“Novo” Amanhecer
na Encruzilhada da Adormecida Pérola do Índico
Um “novo” rumo marca o início de 2015 em
Moçambique, um dos países mais pobres do mundo, com cerca de 25 milhões de
habitantes e com apenas quarenta anos de independência. Um novo presidente foi
empossado a 15 de Janeiro do corrente ano, saído das quintas eleições gerais da
antiga colónia portuguesa. Empresário proeminente e formado nas fileiras da Frente
de Libertação de Moçambique (Frelimo), Filipe Nyusi chega ao cargo mais alto do
poder político moçambicano aos 55 anos de idade, tornando-se o quarto Presidente
da jovem República e o terceiro eleito democraticamente.

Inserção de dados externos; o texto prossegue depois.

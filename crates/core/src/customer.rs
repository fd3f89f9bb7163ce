//! Customer entity — the recipient of notifications.

use serde::{Deserialize, Serialize};
use validator::Validate;

use crate::status::CustomerSegment;
use crate::types::{CustomerId, Timestamp};

/// A customer record, including the contact details notifications are
/// addressed to and the loyalty segment eligibility rules consult.
#[derive(Debug, Clone, Serialize, Deserialize, Validate)]
pub struct Customer {
    pub id: CustomerId,
    pub name: String,
    #[validate(email)]
    pub email: String,
    pub phone: String,
    #[serde(default = "default_segment")]
    pub segment: CustomerSegment,
    #[serde(default = "chrono::Utc::now")]
    pub created_at: Timestamp,
}

fn default_segment() -> CustomerSegment {
    CustomerSegment::Bronze
}
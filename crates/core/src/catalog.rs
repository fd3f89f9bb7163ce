//! Product catalog entity.

use serde::{Deserialize, Serialize};
use validator::Validate;

use crate::types::ProductId;

/// A product from the catalog. The current price is what the pricing
/// service mutates; price-drop alerts compare it against the previous
/// value carried in the event.
#[derive(Debug, Clone, Serialize, Deserialize, Validate)]
pub struct Product {
    pub id: ProductId,
    pub name: String,
    #[validate(range(min = 0.0))]
    pub price: f64,
    pub category: String,
    #[serde(default)]
    pub description: Option<String>,
}
//! Identifier and timestamp aliases used across the workspace.

/// Customer identifiers, e.g. `"cust-001"`.
pub type CustomerId = String;

/// Order identifiers, e.g. `"ord-001"`.
pub type OrderId = String;

/// Product identifiers (SKUs), e.g. `"prod-001"`.
pub type ProductId = String;

/// Payment identifiers, e.g. `"pay-0001"`.
pub type PaymentId = String;

/// Promotion identifiers, e.g. `"promo-summer-sale"`.
pub type PromotionId = String;

/// All timestamps are UTC.
pub type Timestamp = chrono::DateTime<chrono::Utc>;
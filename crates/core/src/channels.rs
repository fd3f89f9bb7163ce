//! Delivery channels and notification categories.
//!
//! These must match the channel and category values stored in the
//! `notification_preferences.json` fixture and referenced by the
//! notification service and delivery senders.

use serde::{Deserialize, Serialize};

/// A delivery channel a notification can be sent over.
#[derive(Debug, Clone, Copy, PartialEq, Eq, Hash, Serialize, Deserialize)]
#[serde(rename_all = "lowercase")]
pub enum Channel {
    Email,
    Sms,
}

impl Channel {
    pub fn as_str(self) -> &'static str {
        match self {
            Self::Email => "email",
            Self::Sms => "sms",
        }
    }
}

impl std::fmt::Display for Channel {
    fn fmt(&self, f: &mut std::fmt::Formatter<'_>) -> std::fmt::Result {
        f.write_str(self.as_str())
    }
}

/// The business category a notification belongs to.
///
/// Customers opt in or out of each category independently, per channel.
#[derive(Debug, Clone, Copy, PartialEq, Eq, Hash, Serialize, Deserialize)]
#[serde(rename_all = "snake_case")]
pub enum NotificationCategory {
    /// Order status changes (shipped, delivered, complete).
    OrderUpdates,
    /// Price drops for products sitting in the customer's cart.
    PriceAlerts,
    /// Marketing and promotional messages.
    Promotions,
    /// Payment success/failure notices.
    PaymentAlerts,
}

impl NotificationCategory {
    pub fn as_str(self) -> &'static str {
        match self {
            Self::OrderUpdates => "order_updates",
            Self::PriceAlerts => "price_alerts",
            Self::Promotions => "promotions",
            Self::PaymentAlerts => "payment_alerts",
        }
    }
}

impl std::fmt::Display for NotificationCategory {
    fn fmt(&self, f: &mut std::fmt::Formatter<'_>) -> std::fmt::Result {
        f.write_str(self.as_str())
    }
}
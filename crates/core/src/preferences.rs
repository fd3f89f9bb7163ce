//! Per-customer notification preferences.
//!
//! A preference record maps each [`NotificationCategory`] to per-channel
//! opt-in flags. The notification service treats these as read-only input;
//! ownership of the data sits with the customer-data collaborator.

use std::collections::HashMap;

use serde::{Deserialize, Serialize};

use crate::channels::{Channel, NotificationCategory};
use crate::types::CustomerId;

/// Per-channel opt-in flags for one notification category.
#[derive(Debug, Clone, Copy, Serialize, Deserialize)]
pub struct ChannelToggles {
    #[serde(default)]
    pub email: bool,
    #[serde(default)]
    pub sms: bool,
}

impl ChannelToggles {
    pub fn new(email: bool, sms: bool) -> Self {
        Self { email, sms }
    }

    /// Whether the given channel is enabled.
    pub fn allows(&self, channel: Channel) -> bool {
        match channel {
            Channel::Email => self.email,
            Channel::Sms => self.sms,
        }
    }
}

/// A customer's notification preference record.
#[derive(Debug, Clone, Serialize, Deserialize)]
pub struct NotificationPreferences {
    pub customer_id: CustomerId,
    #[serde(default)]
    pub preferences: HashMap<NotificationCategory, ChannelToggles>,
}

impl NotificationPreferences {
    /// The default preference matrix applied when a customer has never
    /// edited their settings: order and payment notices on both channels,
    /// price alerts and promotions by email only.
    pub fn default_for(customer_id: impl Into<CustomerId>) -> Self {
        let preferences = HashMap::from([
            (
                NotificationCategory::OrderUpdates,
                ChannelToggles::new(true, true),
            ),
            (
                NotificationCategory::PriceAlerts,
                ChannelToggles::new(true, false),
            ),
            (
                NotificationCategory::Promotions,
                ChannelToggles::new(true, false),
            ),
            (
                NotificationCategory::PaymentAlerts,
                ChannelToggles::new(true, true),
            ),
        ]);
        Self {
            customer_id: customer_id.into(),
            preferences,
        }
    }

    /// The channels the customer has enabled for a category, email first.
    ///
    /// A category missing from the record means the customer receives
    /// nothing for it.
    pub fn channels_for(&self, category: NotificationCategory) -> Vec<Channel> {
        let Some(toggles) = self.preferences.get(&category) else {
            return Vec::new();
        };
        let mut channels = Vec::new();
        if toggles.email {
            channels.push(Channel::Email);
        }
        if toggles.sms {
            channels.push(Channel::Sms);
        }
        channels
    }

    /// Whether the customer wants this category on this channel.
    pub fn wants(&self, category: NotificationCategory, channel: Channel) -> bool {
        self.preferences
            .get(&category)
            .is_some_and(|toggles| toggles.allows(channel))
    }
}
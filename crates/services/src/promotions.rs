//! Promotions simulator.
//!
//! Publishes [`PromotionActivated`] events carrying the eligibility
//! criteria. Deciding who actually hears about the promotion is the
//! notification service's job.

use std::sync::Arc;

use storefront_core::status::CustomerSegment;
use storefront_events::event::PromotionActivated;
use storefront_events::{DomainEvent, EventBus, EventPayload};

const SOURCE: &str = "promotions-service";

/// Simulated promotions service publishing campaign lifecycle events.
pub struct PromotionsService {
    bus: Arc<EventBus>,
}

impl PromotionsService {
    pub fn new(bus: Arc<EventBus>) -> Self {
        Self { bus }
    }

    /// Activate a promotion and publish the event.
    pub async fn activate_promotion(
        &self,
        promotion_id: &str,
        name: &str,
        description: &str,
        eligible_segments: Vec<CustomerSegment>,
        end_date: &str,
        promo_code: Option<&str>,
    ) {
        tracing::info!(
            promotion_id,
            name,
            segments = eligible_segments.len(),
            "Activating promotion"
        );

        self.bus
            .publish(DomainEvent::new(
                SOURCE,
                EventPayload::PromotionActivated(PromotionActivated {
                    promotion_id: promotion_id.to_string(),
                    name: name.to_string(),
                    description: description.to_string(),
                    promo_code: promo_code.map(str::to_string),
                    eligible_segments,
                    end_date: end_date.to_string(),
                }),
            ))
            .await;
    }
}
//! Notification decision engine.
//!
//! The sole consumer of the storefront event bus. For every subscribed
//! event this crate decides *whether* and *how* to notify:
//!
//! - [`service::NotificationService`] — event handlers for the simple,
//!   compound, and correlated notification scenarios.
//! - [`eligibility`] — pure predicates gating who gets notified.
//! - [`templates`] — per-kind, per-channel message rendering.
//! - [`delivery`] — channel sender trait plus the email/SMS mock
//!   transports with inspectable outboxes.
//! - [`decision`] — decision and delivery-outcome value types.

pub mod decision;
pub mod delivery;
pub mod eligibility;
pub mod service;
pub mod templates;

pub use decision::{DeliveryRecord, DeliveryStatus, NotificationDecision};
pub use delivery::{ChannelSender, EmailSender, SendError, SentMessage, SmsSender};
pub use service::NotificationService;
pub use templates::{render, Notice, RenderedMessage};
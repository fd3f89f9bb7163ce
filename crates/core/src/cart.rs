//! Shopping cart entities.
//!
//! Carts feed the price-drop alert scenario: when a price falls, every
//! customer with the product in their cart is a notification candidate.

use serde::{Deserialize, Serialize};
use validator::Validate;

use crate::types::{CustomerId, ProductId, Timestamp};

/// A single item in a customer's cart.
#[derive(Debug, Clone, Serialize, Deserialize, Validate)]
pub struct CartItem {
    pub product_id: ProductId,
    #[validate(range(min = 1))]
    pub quantity: u32,
    #[serde(default = "chrono::Utc::now")]
    pub added_at: Timestamp,
}

/// A customer's shopping cart. One cart per customer.
#[derive(Debug, Clone, Serialize, Deserialize, Validate)]
pub struct Cart {
    pub customer_id: CustomerId,
    #[serde(default)]
    #[validate(nested)]
    pub items: Vec<CartItem>,
    #[serde(default = "chrono::Utc::now")]
    pub updated_at: Timestamp,
}

impl Cart {
    /// Whether the cart contains the given product.
    pub fn contains_product(&self, product_id: &str) -> bool {
        self.items.iter().any(|item| item.product_id == product_id)
    }

    /// All product ids currently in the cart.
    pub fn product_ids(&self) -> Vec<ProductId> {
        self.items.iter().map(|item| item.product_id.clone()).collect()
    }
}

Do partido no poder há 40 anos (Frelimo),
Nyusi, engenheiro mecânico formado no estrangeiro, foi o vencedor do escrutínio de 15 de Outubro
de 2014, com 57, 07% dos votos, contra 36, 61% do veterano candidato da Resistência
Nacional Moçambicana (Renamo), Afonso Dhlakama, maior partido da oposição, e 6, 36% do jovem líder do
Movimento Democrático de Moçambique (MDM), Daviz Simango, terceiro maior partido
da oposição que governa três das principais cidades do país, Quelimane, Beira e
Nampula.
OPOSIÇÃO FRENETICAMENTE INSATISFEITA
A Renamo, maior partido da oposição em Moçambique, não está de acordo com os resultados eleitorais apresentados pela Comissão
Nacional de Eleições (CNE) e que, posteriormente, viriam a ser validados pelo
Conselho Constitucional (CC), proclamando, portanto, a Frelimo e o seu candidato como vencedores
das quintas eleições gerais do país.
Para a Renamo, as eleições não foram
transparentes, como vários observadores internacionais consideraram-nas. O
processo, de acordo com o “messias” da Renamo, foi manchado por diversas irregularidades, que contribuíram para a deturpação
dos resultados e, por tal, devia ser anulado. Com argumento da suposta fraude
eleitoral, Afonso Dhlakama, com recurso a sua eloquente retórica inflamável, fundamenta
que a solução dilema seria a criação de um “governo de gestão”, considerado pelo antigo
chefe de Estado moçambicano Armando Guebuza, “inconcebível” por
ser uma “anarquia”.
O clima de tensão floresce nos
primeiros dias do novo ano, incitado pelo périplo que o líder da oposição
realiza em todo país mobilizando centenas de pessoas em comícios disputados para
explicar o verdadeiro significado de "governo de gestão". Ademais, o boicote dos
89 deputados do maior partido da oposição, eleitos no último escrutínio, torna
a situação de tensão mais imprevisível, na medida em que falta apenas uma semana para findar o prazo que, de acordo com a Constituição da República, os deputados têm para tomar posse no parlamento. Aliás, a mesma situação foi registada
para o caso das dez assembleias provinciais existentes no país, onde nenhum membro
do partido de Afonso Dhlakama, até então, foi tomar posse naqueles órgãos de soberania de
Estado.
REPÚBLICA CENTRO E NORTE DE MOÇAMBIQUE
A principal solução para o líder do maior partido da oposição moçambicana
é a criação de uma república autónoma, nas regiões do centro e do norte de Moçambique
– a referida república centro e norte de Moçambique. Alguns analistas políticos,
como é o caso do historiador Rafael Shikani, alertam para o “perigo” das declarações de
Afonso Dhlakama, temendo que Moçambique viva um cenário semelhante ao do Sudão,
onde contradições internas criaram a cisão do Estado.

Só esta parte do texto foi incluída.